Lil Miquela, dès son arrivée sur Instagram, a suscité beaucoup de questions – autour de sa réalité, de sa genèse et de son message – et un soutien massif lors de son « rapt », entendre le hacking de son compte, par une autre entité digitale (passant de 8 500 followers en 2016 à un million en 2017). Tandis que Shudu Gram, représentant une autre ethnie, a créé une forte controverse, car « créature noire d’un photographe blanc ». Mais l’experte d’Elan Edelman le confirme : « Si elles déclenchent conversations et ralliements, c’est plus le fruit de la curiosité ou du sensationnel qui les entourent qu’un développement organique avec une adhésion naturelle de leur communauté. L’engagement est peu solide et le soufflé du phéno­mène une fois retombé peut avoir l’effet inverse avec du unfollow et des fans qui partent. »

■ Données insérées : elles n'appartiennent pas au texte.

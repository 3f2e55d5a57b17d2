//! Purchase request HTTP handlers

use axum::{
    extract::{Path, Query, State},
    http::StatusCode,
    response::IntoResponse,
    Json,
};
use serde::Deserialize;
use uuid::Uuid;

use crate::middleware::CurrentUser;
use crate::services::purchase_request::{
    ApproveInput, CreateRequestInput, PurchaseRequestService, RejectInput, RequestItemInput,
};
use crate::AppState;

#[derive(Debug, Deserialize)]
pub struct RequestListQuery {
    pub department_id: Option<Uuid>,
}

#[derive(Debug, Deserialize)]
pub struct ReplaceItemsInput {
    pub items: Vec<RequestItemInput>,
}

/// Create a draft purchase request
pub async fn create_request(
    State(state): State<AppState>,
    current_user: CurrentUser,
    Json(input): Json<CreateRequestInput>,
) -> impl IntoResponse {
    let service = PurchaseRequestService::new(state.db.clone());

    match service.create_request(&current_user.0, input).await {
        Ok(request) => (StatusCode::CREATED, Json(request)).into_response(),
        Err(e) => e.into_response(),
    }
}

/// List purchase requests
pub async fn list_requests(
    State(state): State<AppState>,
    _current_user: CurrentUser,
    Query(query): Query<RequestListQuery>,
) -> impl IntoResponse {
    let service = PurchaseRequestService::new(state.db.clone());

    match service.list_requests(query.department_id).await {
        Ok(requests) => (
            StatusCode::OK,
            Json(serde_json::json!({ "purchase_requests": requests })),
        )
            .into_response(),
        Err(e) => e.into_response(),
    }
}

/// Get a purchase request with items and approval history
pub async fn get_request(
    State(state): State<AppState>,
    _current_user: CurrentUser,
    Path(request_id): Path<Uuid>,
) -> impl IntoResponse {
    let service = PurchaseRequestService::new(state.db.clone());

    match service.get_request(request_id).await {
        Ok(request) => (StatusCode::OK, Json(request)).into_response(),
        Err(e) => e.into_response(),
    }
}

/// Replace the items of a draft request
pub async fn replace_items(
    State(state): State<AppState>,
    current_user: CurrentUser,
    Path(request_id): Path<Uuid>,
    Json(input): Json<ReplaceItemsInput>,
) -> impl IntoResponse {
    let service = PurchaseRequestService::new(state.db.clone());

    match service
        .replace_items(&current_user.0, request_id, input.items)
        .await
    {
        Ok(request) => (StatusCode::OK, Json(request)).into_response(),
        Err(e) => e.into_response(),
    }
}

/// Submit a draft request for approval
pub async fn submit_request(
    State(state): State<AppState>,
    current_user: CurrentUser,
    Path(request_id): Path<Uuid>,
) -> impl IntoResponse {
    let service = PurchaseRequestService::new(state.db.clone());

    match service.submit(&current_user.0, request_id).await {
        Ok(request) => (StatusCode::OK, Json(request)).into_response(),
        Err(e) => e.into_response(),
    }
}

/// Approve a pending request at the manager or finance level
pub async fn approve_request(
    State(state): State<AppState>,
    current_user: CurrentUser,
    Path(request_id): Path<Uuid>,
    Json(input): Json<ApproveInput>,
) -> impl IntoResponse {
    let service = PurchaseRequestService::new(state.db.clone());

    match service.approve(&current_user.0, request_id, input).await {
        Ok(request) => (StatusCode::OK, Json(request)).into_response(),
        Err(e) => e.into_response(),
    }
}

/// Reject a pending request
pub async fn reject_request(
    State(state): State<AppState>,
    current_user: CurrentUser,
    Path(request_id): Path<Uuid>,
    Json(input): Json<RejectInput>,
) -> impl IntoResponse {
    let service = PurchaseRequestService::new(state.db.clone());

    match service.reject(&current_user.0, request_id, input).await {
        Ok(request) => (StatusCode::OK, Json(request)).into_response(),
        Err(e) => e.into_response(),
    }
}

/// Cancel a request as its requester
pub async fn cancel_request(
    State(state): State<AppState>,
    current_user: CurrentUser,
    Path(request_id): Path<Uuid>,
) -> impl IntoResponse {
    let service = PurchaseRequestService::new(state.db.clone());

    match service.cancel(&current_user.0, request_id).await {
        Ok(request) => (StatusCode::OK, Json(request)).into_response(),
        Err(e) => e.into_response(),
    }
}
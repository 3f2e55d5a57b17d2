//! Procurement Management Platform - Backend Server
//!
//! Purchasing workflow for Thai businesses: purchase requests with a
//! two-level approval chain, department budget control, and purchase
//! order fulfillment tracking.

use axum::{routing::get, Router};
use sqlx::postgres::PgPoolOptions;
use std::{net::SocketAddr, sync::Arc, time::Duration};
use tower_http::{
    cors::{Any, CorsLayer},
    trace::TraceLayer,
};
use tracing_subscriber::{layer::SubscriberExt, util::SubscriberInitExt};

mod config;
mod error;
mod handlers;
mod middleware;
mod models;
mod routes;
mod services;

pub use config::Config;

/// Application state shared across handlers
#[derive(Clone)]
pub struct AppState {
    pub db: sqlx::PgPool,
    pub config: Arc<Config>,
}

#[tokio::main]
async fn main() -> anyhow::Result<()> {
    // Initialize tracing
    tracing_subscriber::registry()
        .with(
            tracing_subscriber::EnvFilter::try_from_default_env()
                .unwrap_or_else(|_| "pms_server=debug,tower_http=debug,sqlx=warn".into()),
        )
        .with(tracing_subscriber::fmt::layer())
        .init();

    // Load configuration
    dotenvy::dotenv().ok();
    let config = config::Config::load()?;

    tracing::info!("Starting Procurement Management Server");
    tracing::info!("Environment: {}", config.environment);

    // Create database connection pool
    tracing::info!("Connecting to database...");
    let db_pool = PgPoolOptions::new()
        .max_connections(config.database.max_connections)
        .min_connections(config.database.min_connections)
        .acquire_timeout(Duration::from_secs(30))
        .connect(&config.database.url)
        .await?;

    tracing::info!("Database connection established");

    // Run migrations in development
    if config.environment == "development" {
        tracing::info!("Running database migrations...");
        sqlx::migrate!("./migrations").run(&db_pool).await?;
        tracing::info!("Migrations completed");
    }

    // Create application state
    let state = AppState {
        db: db_pool,
        config: Arc::new(config.clone()),
    };

    // Build application
    let app = create_app(state);

    // Start server
    let addr = SocketAddr::from(([0, 0, 0, 0], config.server.port));
    tracing::info!("Listening on {}", addr);

    let listener = tokio::net::TcpListener::bind(addr).await?;
    axum::serve(listener, app).await?;

    Ok(())
}

/// Create the application router with all routes and middleware
fn create_app(state: AppState) -> Router {
    // CORS configuration
    let cors = CorsLayer::new()
        .allow_origin(Any)
        .allow_methods(Any)
        .allow_headers(Any);

    Router::new()
        .route("/", get(root))
        .route("/health", get(health_check))
        .nest("/api/v1", routes::api_routes())
        .layer(TraceLayer::new_for_http())
        .layer(cors)
        .with_state(state)
}

/// Root endpoint
async fn root() -> &'static str {
    "Procurement Management Platform API v1.0"
}

/// Health check endpoint
async fn health_check() -> &'static str {
    "OK"
}
//! Budget ledger service
//!
//! Owns the three-way split of a department's yearly allocation and the
//! three money-moving operations. Each operation locks the budget row
//! (`SELECT .. FOR UPDATE`), applies the pure ledger arithmetic from the
//! shared crate, and writes the result back on the caller's connection,
//! so the read-check-write is atomic against concurrent submissions.

use rust_decimal::Decimal;
use serde::Serialize;
use sqlx::{FromRow, PgConnection, PgPool};
use uuid::Uuid;

use crate::error::{AppError, AppResult};
use crate::models::{BudgetLedger, LedgerError};

/// Budget service for department/year allocations
#[derive(Clone)]
pub struct BudgetService {
    db: PgPool,
}

/// Budget snapshot returned to callers
#[derive(Debug, Clone, Serialize)]
pub struct BudgetSnapshot {
    pub department_id: Uuid,
    pub department_name: String,
    pub fiscal_year: i32,
    pub total: Decimal,
    pub used: Decimal,
    pub reserved: Decimal,
    pub available: Decimal,
}

/// Row for locked ledger reads
#[derive(Debug, FromRow)]
struct BudgetRow {
    id: Uuid,
    total: Decimal,
    used: Decimal,
    reserved: Decimal,
}

/// Row for snapshot queries
#[derive(Debug, FromRow)]
struct SnapshotRow {
    department_id: Uuid,
    department_name: String,
    fiscal_year: i32,
    total: Decimal,
    used: Decimal,
    reserved: Decimal,
}

impl From<SnapshotRow> for BudgetSnapshot {
    fn from(row: SnapshotRow) -> Self {
        let available = row.total - row.used - row.reserved;
        BudgetSnapshot {
            department_id: row.department_id,
            department_name: row.department_name,
            fiscal_year: row.fiscal_year,
            total: row.total,
            used: row.used,
            reserved: row.reserved,
            available,
        }
    }
}

impl BudgetService {
    /// Create a new BudgetService instance
    pub fn new(db: PgPool) -> Self {
        Self { db }
    }

    /// Get the budget snapshot for a department and fiscal year
    pub async fn get_budget(
        &self,
        department_id: Uuid,
        fiscal_year: i32,
    ) -> AppResult<BudgetSnapshot> {
        let row = sqlx::query_as::<_, SnapshotRow>(
            r#"
            SELECT b.department_id, d.name AS department_name, b.fiscal_year,
                   b.total, b.used, b.reserved
            FROM budgets b
            JOIN departments d ON d.id = b.department_id
            WHERE b.department_id = $1 AND b.fiscal_year = $2
            "#,
        )
        .bind(department_id)
        .bind(fiscal_year)
        .fetch_optional(&self.db)
        .await?
        .ok_or_else(|| AppError::NotFound("Budget".to_string()))?;

        Ok(row.into())
    }

    /// List all department budgets for a fiscal year
    pub async fn list_budgets(&self, fiscal_year: i32) -> AppResult<Vec<BudgetSnapshot>> {
        let rows = sqlx::query_as::<_, SnapshotRow>(
            r#"
            SELECT b.department_id, d.name AS department_name, b.fiscal_year,
                   b.total, b.used, b.reserved
            FROM budgets b
            JOIN departments d ON d.id = b.department_id
            WHERE b.fiscal_year = $1
            ORDER BY d.name
            "#,
        )
        .bind(fiscal_year)
        .fetch_all(&self.db)
        .await?;

        Ok(rows.into_iter().map(Into::into).collect())
    }

    /// Earmark `amount` against a department's budget.
    ///
    /// Fails with InsufficientBudget when the available balance is too
    /// small; the whole surrounding transaction rolls back with it.
    pub async fn reserve(
        conn: &mut PgConnection,
        department_id: Uuid,
        fiscal_year: i32,
        amount: Decimal,
    ) -> AppResult<()> {
        Self::apply(conn, department_id, fiscal_year, |ledger| {
            ledger.reserve(amount)
        })
        .await
    }

    /// Move a previously reserved `amount` into permanent spend
    pub async fn commit_reserved(
        conn: &mut PgConnection,
        department_id: Uuid,
        fiscal_year: i32,
        amount: Decimal,
    ) -> AppResult<()> {
        Self::apply(conn, department_id, fiscal_year, |ledger| {
            ledger.commit_reserved(amount)
        })
        .await
    }

    /// Return a reservation to the available pool
    pub async fn release(
        conn: &mut PgConnection,
        department_id: Uuid,
        fiscal_year: i32,
        amount: Decimal,
    ) -> AppResult<()> {
        Self::apply(conn, department_id, fiscal_year, |ledger| {
            ledger.release(amount)
        })
        .await
    }

    /// Lock the budget row, apply one ledger operation, write it back.
    async fn apply<F>(
        conn: &mut PgConnection,
        department_id: Uuid,
        fiscal_year: i32,
        op: F,
    ) -> AppResult<()>
    where
        F: FnOnce(&mut BudgetLedger) -> Result<(), LedgerError>,
    {
        let row = sqlx::query_as::<_, BudgetRow>(
            r#"
            SELECT id, total, used, reserved
            FROM budgets
            WHERE department_id = $1 AND fiscal_year = $2
            FOR UPDATE
            "#,
        )
        .bind(department_id)
        .bind(fiscal_year)
        .fetch_optional(&mut *conn)
        .await?
        .ok_or_else(|| AppError::NotFound("Budget".to_string()))?;

        let mut ledger = BudgetLedger {
            total: row.total,
            used: row.used,
            reserved: row.reserved,
        };

        op(&mut ledger).map_err(|e| match e {
            LedgerError::Insufficient {
                requested,
                available,
            } => AppError::InsufficientBudget {
                requested,
                available,
            },
            LedgerError::NonPositiveAmount(amount) => {
                AppError::ValidationError(format!("ledger amount must be positive, got {}", amount))
            }
        })?;

        sqlx::query(
            r#"
            UPDATE budgets
            SET used = $1, reserved = $2, updated_at = NOW()
            WHERE id = $3
            "#,
        )
        .bind(ledger.used)
        .bind(ledger.reserved)
        .bind(row.id)
        .execute(conn)
        .await?;

        Ok(())
    }
}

Enfin, contrôlée par une tierce personne pour sa mise en scène, la star de pixels interroge sur notre définition du réel, nos valeurs éthiques, morales et sociales à l’époque des fake news et de l’effet miroir via les réseaux et les selfies synonymes de superficialité, quête de popularité et même de chirurgie esthétique.

« L’influence de demain peut-elle être contrôlée alors que naturelle depuis toujours, elle existe par elle-même ? Le consommateur ou l’internaute peut-il y être sensible, surtout chez les jeunes générations qui revendiquent leur indépendance pour exercer leur pouvoir de recommander, l’élan vers la marque en sera-t-il stimulé ou cassé ? C’est tout l’enjeu et les limites de ce nouveau mode d’expression. Il faut se laisser du temps et l’observer avec minutie avant d’en faire un levier », prévient Lydia Faraj. Flirter avec la (dés)humanisation n’est pas une sinécure !

*On peut lire cet échange sur le site numera.com : « Pour Yann Le Cun, le robot Sophia est une marionnette sans émotion », Nelly Lesage.